(Dataset excerpts)
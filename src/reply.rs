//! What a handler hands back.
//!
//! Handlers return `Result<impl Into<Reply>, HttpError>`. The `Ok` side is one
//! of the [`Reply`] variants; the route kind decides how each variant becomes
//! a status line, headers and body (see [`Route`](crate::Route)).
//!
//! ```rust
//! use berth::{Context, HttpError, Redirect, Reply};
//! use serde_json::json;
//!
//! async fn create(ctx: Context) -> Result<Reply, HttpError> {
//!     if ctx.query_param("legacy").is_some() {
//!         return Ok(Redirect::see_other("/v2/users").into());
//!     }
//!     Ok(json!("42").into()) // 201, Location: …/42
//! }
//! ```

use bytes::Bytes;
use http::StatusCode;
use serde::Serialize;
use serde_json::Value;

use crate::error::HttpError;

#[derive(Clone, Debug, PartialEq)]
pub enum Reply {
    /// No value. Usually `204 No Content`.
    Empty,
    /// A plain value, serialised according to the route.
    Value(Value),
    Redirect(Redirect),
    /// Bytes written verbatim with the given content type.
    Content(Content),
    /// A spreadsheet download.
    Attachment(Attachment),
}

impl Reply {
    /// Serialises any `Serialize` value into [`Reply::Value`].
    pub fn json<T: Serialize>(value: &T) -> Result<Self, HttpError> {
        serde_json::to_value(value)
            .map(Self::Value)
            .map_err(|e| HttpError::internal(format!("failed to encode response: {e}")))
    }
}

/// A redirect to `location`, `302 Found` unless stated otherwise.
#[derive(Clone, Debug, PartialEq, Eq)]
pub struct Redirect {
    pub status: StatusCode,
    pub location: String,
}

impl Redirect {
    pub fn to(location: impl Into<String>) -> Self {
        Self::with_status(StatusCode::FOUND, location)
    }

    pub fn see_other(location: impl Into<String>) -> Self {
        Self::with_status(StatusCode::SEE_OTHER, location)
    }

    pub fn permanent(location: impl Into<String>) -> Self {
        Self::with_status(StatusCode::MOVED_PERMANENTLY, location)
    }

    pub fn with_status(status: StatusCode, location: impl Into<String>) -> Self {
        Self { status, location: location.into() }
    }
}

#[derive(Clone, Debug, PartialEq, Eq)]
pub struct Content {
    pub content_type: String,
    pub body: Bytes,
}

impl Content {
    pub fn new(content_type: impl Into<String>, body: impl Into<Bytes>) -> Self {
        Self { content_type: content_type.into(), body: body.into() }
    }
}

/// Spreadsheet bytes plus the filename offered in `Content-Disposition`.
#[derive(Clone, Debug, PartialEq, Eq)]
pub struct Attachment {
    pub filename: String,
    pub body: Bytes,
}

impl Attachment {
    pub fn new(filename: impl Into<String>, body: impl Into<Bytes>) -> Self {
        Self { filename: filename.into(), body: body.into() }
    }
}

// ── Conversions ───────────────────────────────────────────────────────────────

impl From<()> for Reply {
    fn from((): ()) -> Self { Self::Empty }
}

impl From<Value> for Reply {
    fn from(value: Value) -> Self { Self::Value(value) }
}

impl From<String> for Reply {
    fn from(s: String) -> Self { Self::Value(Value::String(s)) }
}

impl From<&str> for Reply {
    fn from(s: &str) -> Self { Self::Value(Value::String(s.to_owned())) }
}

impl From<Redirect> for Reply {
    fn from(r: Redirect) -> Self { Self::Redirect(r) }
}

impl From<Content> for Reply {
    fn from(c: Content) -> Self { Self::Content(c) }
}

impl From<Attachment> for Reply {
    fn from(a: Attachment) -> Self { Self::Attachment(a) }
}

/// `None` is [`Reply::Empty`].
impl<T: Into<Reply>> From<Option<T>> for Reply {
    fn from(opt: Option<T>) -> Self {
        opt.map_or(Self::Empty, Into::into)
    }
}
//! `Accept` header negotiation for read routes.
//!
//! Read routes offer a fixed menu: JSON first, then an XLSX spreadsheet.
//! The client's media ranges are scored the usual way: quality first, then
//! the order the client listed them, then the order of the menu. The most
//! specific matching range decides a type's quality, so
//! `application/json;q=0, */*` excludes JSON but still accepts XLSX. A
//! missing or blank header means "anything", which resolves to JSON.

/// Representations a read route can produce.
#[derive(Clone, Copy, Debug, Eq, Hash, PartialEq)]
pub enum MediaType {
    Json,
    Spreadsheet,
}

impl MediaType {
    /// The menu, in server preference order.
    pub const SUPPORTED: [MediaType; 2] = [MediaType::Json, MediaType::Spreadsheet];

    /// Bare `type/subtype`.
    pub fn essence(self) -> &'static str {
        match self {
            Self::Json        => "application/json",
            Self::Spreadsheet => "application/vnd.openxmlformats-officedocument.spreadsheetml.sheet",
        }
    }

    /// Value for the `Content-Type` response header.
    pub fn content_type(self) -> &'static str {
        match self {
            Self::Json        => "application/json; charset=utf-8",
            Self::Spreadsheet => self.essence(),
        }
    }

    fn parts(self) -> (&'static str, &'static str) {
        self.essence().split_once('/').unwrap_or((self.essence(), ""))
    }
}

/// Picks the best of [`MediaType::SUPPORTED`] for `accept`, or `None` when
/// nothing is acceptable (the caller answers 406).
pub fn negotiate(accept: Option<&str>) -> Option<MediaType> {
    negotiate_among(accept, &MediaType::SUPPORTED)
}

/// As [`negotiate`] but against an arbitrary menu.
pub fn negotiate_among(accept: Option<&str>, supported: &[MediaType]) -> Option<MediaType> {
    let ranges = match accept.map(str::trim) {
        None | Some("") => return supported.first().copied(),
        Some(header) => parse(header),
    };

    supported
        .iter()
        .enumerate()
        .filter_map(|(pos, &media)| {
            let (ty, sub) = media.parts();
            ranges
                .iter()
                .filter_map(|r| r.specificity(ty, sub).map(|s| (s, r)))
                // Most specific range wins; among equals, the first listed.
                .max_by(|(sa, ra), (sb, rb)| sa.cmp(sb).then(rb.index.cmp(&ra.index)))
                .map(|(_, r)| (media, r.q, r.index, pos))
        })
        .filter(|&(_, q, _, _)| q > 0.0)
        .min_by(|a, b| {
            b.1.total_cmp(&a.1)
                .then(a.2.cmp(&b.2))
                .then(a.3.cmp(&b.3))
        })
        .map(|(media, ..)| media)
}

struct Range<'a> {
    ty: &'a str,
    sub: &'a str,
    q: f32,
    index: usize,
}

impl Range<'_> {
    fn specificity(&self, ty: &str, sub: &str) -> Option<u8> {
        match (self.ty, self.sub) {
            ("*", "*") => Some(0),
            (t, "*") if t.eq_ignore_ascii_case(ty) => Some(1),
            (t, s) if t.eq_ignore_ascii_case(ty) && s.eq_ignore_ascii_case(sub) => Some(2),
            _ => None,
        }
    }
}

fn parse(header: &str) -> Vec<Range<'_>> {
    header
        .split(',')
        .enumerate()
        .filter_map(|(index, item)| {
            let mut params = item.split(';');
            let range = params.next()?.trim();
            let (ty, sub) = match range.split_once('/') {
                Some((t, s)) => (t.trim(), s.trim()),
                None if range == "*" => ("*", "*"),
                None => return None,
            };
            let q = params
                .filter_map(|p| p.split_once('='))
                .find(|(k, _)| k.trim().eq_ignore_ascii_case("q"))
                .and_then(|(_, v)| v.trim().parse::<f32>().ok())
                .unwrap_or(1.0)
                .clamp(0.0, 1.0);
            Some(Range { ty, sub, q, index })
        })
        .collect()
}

▸ **Exercise aim**:
Write out a word-for-word copy of every entry above.

▸ **Task solution**:
filename src/reply.rs
//! What a handler hands back.
//!
//! Handlers return `Result<impl Into<Reply>, HttpError>`. The `Ok` side is one
//! of the [`Reply`] variants; the route kind decides how each variant becomes
//! a status line, headers and body (see [`Route`](crate::Route)).
//!
//! ```rust
//! use berth::{Context, HttpError, Redirect, Reply};
//! use serde_json::json;
//!
//! async fn create(ctx: Context) -> Result<Reply, HttpError> {
//!     if ctx.query_param("legacy").is_some() {
//!         return Ok(Redirect::see_other("/v2/users").into());
//!     }
//!     Ok(json!("42").into()) // 201, Location: …/42
//! }
//! ```

use bytes::Bytes;
use http::StatusCode;
use serde::Serialize;
use serde_json::Value;

use crate::error::HttpError;

#[derive(Clone, Debug, PartialEq)]
pub enum Reply {
    /// No value. Usually `204 No Content`.
    Empty,
    /// A plain value, serialised according to the route.
    Value(Value),
    Redirect(Redirect),
    /// Bytes written verbatim with the given content type.
    Content(Content),
    /// A spreadsheet download.
    Attachment(Attachment),
}

impl Reply {
    /// Serialises any `Serialize` value into [`Reply::Value`].
    pub fn json<T: Serialize>(value: &T) -> Result<Self, HttpError> {
        serde_json::to_value(value)
            .map(Self::Value)
            .map_err(|e| HttpError::internal(format!("failed to encode response: {e}")))
    }
}

/// A redirect to `location`, `302 Found` unless stated otherwise.
#[derive(Clone, Debug, PartialEq, Eq)]
pub struct Redirect {
    pub status: StatusCode,
    pub location: String,
}

impl Redirect {
    pub fn to(location: impl Into<String>) -> Self {
        Self::with_status(StatusCode::FOUND, location)
    }

    pub fn see_other(location: impl Into<String>) -> Self {
        Self::with_status(StatusCode::SEE_OTHER, location)
    }

    pub fn permanent(location: impl Into<String>) -> Self {
        Self::with_status(StatusCode::MOVED_PERMANENTLY, location)
    }

    pub fn with_status(status: StatusCode, location: impl Into<String>) -> Self {
        Self { status, location: location.into() }
    }
}

#[derive(Clone, Debug, PartialEq, Eq)]
pub struct Content {
    pub content_type: String,
    pub body: Bytes,
}

impl Content {
    pub fn new(content_type: impl Into<String>, body: impl Into<Bytes>) -> Self {
        Self { content_type: content_type.into(), body: body.into() }
    }
}

/// Spreadsheet bytes plus the filename offered in `Content-Disposition`.
#[derive(Clone, Debug, PartialEq, Eq)]
pub struct Attachment {
    pub filename: String,
    pub body: Bytes,
}

impl Attachment {
    pub fn new(filename: impl Into<String>, body: impl Into<Bytes>) -> Self {
        Self { filename: filename.into(), body: body.into() }
    }
}

// ── Conversions ───────────────────────────────────────────────────────────────

impl From<()> for Reply {
    fn from((): ()) -> Self { Self::Empty }
}

impl From<Value> for Reply {
    fn from(value: Value) -> Self { Self::Value(value) }
}

impl From<String> for Reply {
    fn from(s: String) -> Self { Self::Value(Value::String(s)) }
}

impl From<&str> for Reply {
    fn from(s: &str) -> Self { Self::Value(Value::String(s.to_owned())) }
}

impl From<Redirect> for Reply {
    fn from(r: Redirect) -> Self { Self::Redirect(r) }
}

impl From<Content> for Reply {
    fn from(c: Content) -> Self { Self::Content(c) }
}

impl From<Attachment> for Reply {
    fn from(a: Attachment) -> Self { Self::Attachment(a) }
}

/// `None` is [`Reply::Empty`].
impl<T: Into<Reply>> From<Option<T>> for Reply {
    fn from(opt: Option<T>) -> Self {
        opt.map_or(Self::Empty, Into::into)
    }
}
//! `Accept` header negotiation for read routes.
//!
//! Read routes offer a fixed menu: JSON first, then an XLSX spreadsheet.
//! The client's media ranges are scored the usual way: quality first, then
//! the order the client listed them, then the order of the menu. The most
//! specific matching range decides a type's quality, so
//! `application/json;q=0, */*` excludes JSON but still accepts XLSX. A
//! missing or blank header means "anything", which resolves to JSON.

/// Representations a read route can produce.
#[derive(Clone, Copy, Debug, Eq, Hash, PartialEq)]
pub enum MediaType {
    Json,
    Spreadsheet,
}

impl MediaType {
    /// The menu, in server preference order.
    pub const SUPPORTED: [MediaType; 2] = [MediaType::Json, MediaType::Spreadsheet];

    /// Bare `type/subtype`.
    pub fn essence(self) -> &'static str {
        match self {
            Self::Json        => "application/json",
            Self::Spreadsheet => "application/vnd.openxmlformats-officedocument.spreadsheetml.sheet",
        }
    }

    /// Value for the `Content-Type` response header.
    pub fn content_type(self) -> &'static str {
        match self {
            Self::Json        => "application/json; charset=utf-8",
            Self::Spreadsheet => self.essence(),
        }
    }

    fn parts(self) -> (&'static str, &'static str) {
        self.essence().split_once('/').unwrap_or((self.essence(), ""))
    }
}

/// Picks the best of [`MediaType::SUPPORTED`] for `accept`, or `None` when
/// nothing is acceptable (the caller answers 406).
pub fn negotiate(accept: Option<&str>) -> Option<MediaType> {
    negotiate_among(accept, &MediaType::SUPPORTED)
}

/// As [`negotiate`] but against an arbitrary menu.
pub fn negotiate_among(accept: Option<&str>, supported: &[MediaType]) -> Option<MediaType> {
    let ranges = match accept.map(str::trim) {
        None | Some("") => return supported.first().copied(),
        Some(header) => parse(header),
    };

    supported
        .iter()
        .enumerate()
        .filter_map(|(pos, &media)| {
            let (ty, sub) = media.parts();
            ranges
                .iter()
                .filter_map(|r| r.specificity(ty, sub).map(|s| (s, r)))
                // Most specific range wins; among equals, the first listed.
                .max_by(|(sa, ra), (sb, rb)| sa.cmp(sb).then(rb.index.cmp(&ra.index)))
                .map(|(_, r)| (media, r.q, r.index, pos))
        })
        .filter(|&(_, q, _, _)| q > 0.0)
        .min_by(|a, b| {
            b.1.total_cmp(&a.1)
                .then(a.2.cmp(&b.2))
                .then(a.3.cmp(&b.3))
        })
        .map(|(media, ..)| media)
}

struct Range<'a> {
    ty: &'a str,
    sub: &'a str,
    q: f32,
    index: usize,
}

impl Range<'_> {
    fn specificity(&self, ty: &str, sub: &str) -> Option<u8> {
        match (self.ty, self.sub) {
            ("*", "*") => Some(0),
            (t, "*") if t.eq_ignore_ascii_case(ty) => Some(1),
            (t, s) if t.eq_ignore_ascii_case(ty) && s.eq_ignore_ascii_case(sub) => Some(2),
            _ => None,
        }
    }
}

fn parse(header: &str) -> Vec<Range<'_>> {
    header
        .split(',')
        .enumerate()
        .filter_map(|(index, item)| {
            let mut params = item.split(';');
            let range = params.next()?.trim();
            let (ty, sub) = match range.split_once('/') {
                Some((t, s)) => (t.trim(), s.trim()),
                None if range == "*" => ("*", "*"),
                None => return None,
            };
            let q = params
                .filter_map(|p| p.split_once('='))
                .find(|(k, _)| k.trim().eq_ignore_ascii_case("q"))
                .and_then(|(_, v)| v.trim().parse::<f32>().ok())
                .unwrap_or(1.0)
                .clamp(0.0, 1.0);
            Some(Range { ty, sub, q, index })
        })
        .collect()
}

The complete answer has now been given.